Moscow is holding a day of mourning after two suicide bombings killed dozens of people in the capital's subway on Monday.
The first blast came at around 8:00 a.m. (04:00 GMT) at the central Lubyanka station beneath the former KGB headquarters, which now houses the Federal Security Service. The second bomb went off at 8.38 a.m. (04:38 GMT) four stops along the red line at the Park Kultury station, within walking distance of the Kremlin.
Early on, Muscovites began lighting candles and laying flowers in memory of the victims of the blasts inside the two stations, where stalls and tables for flowers have been set up.
Just hours after the blasts, officials and web-bloggers started a massive campaign calling on Muscovites to donate blood for those injured in the blasts, with members of police reported to have been the first to do so.
The main TV channels have dropped advertising and entertainment programs from their schedules.
Late on Monday, President Dmitry Medvedev visited the Lubyanka station and laid flowers. He called the terrorists "beasts," saying that "regardless of their motives, what they did is a crime by any legal or moral standard."
"I have no doubts whatsoever that we will find them and eliminate all of them," he added.

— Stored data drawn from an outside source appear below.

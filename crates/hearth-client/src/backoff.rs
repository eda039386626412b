//! Reconnect delay schedule: `base * 2^(attempt - 1)`, optionally capped.

use std::time::Duration;

#[derive(Debug, Clone, PartialEq, Eq)]
pub struct Backoff {
    base: Duration,
    max: Option<Duration>,
    attempts: u32,
}

impl Backoff {
    pub fn new(base: Duration, max: Option<Duration>) -> Self {
        Self {
            base,
            max,
            attempts: 0,
        }
    }

    /// Count one more failure and return how long to wait before retrying.
    pub fn next_delay(&mut self) -> Duration {
        self.attempts = self.attempts.saturating_add(1);
        let factor = 2u32.checked_pow(self.attempts - 1).unwrap_or(u32::MAX);
        let delay = self.base.saturating_mul(factor);
        match self.max {
            Some(max) => delay.min(max),
            None => delay,
        }
    }

    /// Forget past failures after a successful connection.
    pub fn reset(&mut self) {
        self.attempts = 0;
    }

    pub fn attempts(&self) -> u32 {
        self.attempts
    }
}
//! Background persistence of the entity store.
//!
//! The persister runs in its own tokio task. Writers only send a cheap
//! `Dirty` notification; the task coalesces them over a debounce window,
//! takes a snapshot under the read lock and writes it on a blocking thread.

use std::time::Duration;

use tokio::sync::{mpsc, oneshot};
use tokio::task::JoinHandle;
use tokio::time::Instant;
use tracing::{debug, info, warn};

use crate::database::DatabaseHandle;
use crate::error::{Result, StoreError};
use crate::store::StoreHandle;

// ---------------------------------------------------------------------------
// Command type
// ---------------------------------------------------------------------------

#[derive(Debug)]
enum PersistCommand {
    /// The store changed; schedule a write.
    Dirty,
    /// Write now and report the outcome.
    Flush(oneshot::Sender<Result<()>>),
    /// Write anything pending and stop.
    Shutdown,
}

/// Cloneable sender side of the persistence task.
#[derive(Debug, Clone)]
pub struct Persister {
    cmd_tx: mpsc::Sender<PersistCommand>,
}

impl Persister {
    /// Spawn the persistence task.
    pub fn spawn(
        db: DatabaseHandle,
        store: StoreHandle,
        debounce: Duration,
    ) -> (Self, JoinHandle<()>) {
        let (cmd_tx, cmd_rx) = mpsc::channel::<PersistCommand>(64);
        let handle = tokio::spawn(run(db, store, debounce, cmd_rx));
        (Self { cmd_tx }, handle)
    }

    /// Note that the store changed. Never blocks; if the queue is full a
    /// write is already pending.
    pub fn mark_dirty(&self) {
        if let Err(mpsc::error::TrySendError::Closed(_)) = self.cmd_tx.try_send(PersistCommand::Dirty)
        {
            debug!("persister stopped, dropping dirty notification");
        }
    }

    /// Write the current store immediately.
    pub async fn flush(&self) -> Result<()> {
        let (reply_tx, reply_rx) = oneshot::channel();
        self.cmd_tx
            .send(PersistCommand::Flush(reply_tx))
            .await
            .map_err(|_| StoreError::PersisterStopped)?;
        reply_rx.await.map_err(|_| StoreError::PersisterStopped)?
    }

    /// Ask the task to write pending changes and exit.
    pub async fn shutdown(&self) {
        let _ = self.cmd_tx.send(PersistCommand::Shutdown).await;
    }
}

async fn run(
    db: DatabaseHandle,
    store: StoreHandle,
    debounce: Duration,
    mut cmd_rx: mpsc::Receiver<PersistCommand>,
) {
    let mut deadline: Option<Instant> = None;

    info!(debounce_ms = debounce.as_millis() as u64, "persister started");

    loop {
        let pending = deadline;
        let timer = async move {
            match pending {
                Some(at) => tokio::time::sleep_until(at).await,
                None => std::future::pending::<()>().await,
            }
        };

        tokio::select! {
            cmd = cmd_rx.recv() => {
                match cmd {
                    Some(PersistCommand::Dirty) => {
                        if deadline.is_none() {
                            deadline = Some(Instant::now() + debounce);
                        }
                    }
                    Some(PersistCommand::Flush(reply)) => {
                        deadline = None;
                        let _ = reply.send(write_snapshot(&db, &store).await);
                    }
                    Some(PersistCommand::Shutdown) | None => {
                        if deadline.is_some() {
                            if let Err(e) = write_snapshot(&db, &store).await {
                                warn!(error = %e, "final snapshot write failed");
                            }
                        }
                        break;
                    }
                }
            }

            _ = timer => {
                deadline = None;
                if let Err(e) = write_snapshot(&db, &store).await {
                    warn!(error = %e, "snapshot write failed");
                }
            }
        }
    }

    info!("persister terminated");
}

async fn write_snapshot(db: &DatabaseHandle, store: &StoreHandle) -> Result<()> {
    let snapshot = store.read(|s| s.to_snapshot())?;
    let db = db.clone();
    tokio::task::spawn_blocking(move || db.with(|db| db.save_snapshot(&snapshot))).await?
}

While no group has yet claimed responsibility for the attacks, the head of the Federal Security Service (FSB), Alexander Bortnikov, said the bombers may have had links to Russia's volatile North Caucasus.
Russia has been fighting militants in the North Caucasus for almost two decades, including two brutal separatist wars in Chechnya. Analysts suggest Monday's attacks are revenge for a recent operation in Chechnya that saw the deaths of over 20 radical Islamic fighters.
There has been a lot of speculation that the two female suicide bombers who blew themselves up in the Moscow subway could have been trained for the attacks by the notorious North Caucasian gang leader Alexander Tikhomirov, also known as Said Buryatsky, who was killed in a police sweep in the southern Russian republic of Ingushetia in early March.
The leading Russian business daily Kommersant said the gang leader was personally involved in training around 30 suicide bombers, nine of whom had already carried out suicide attacks.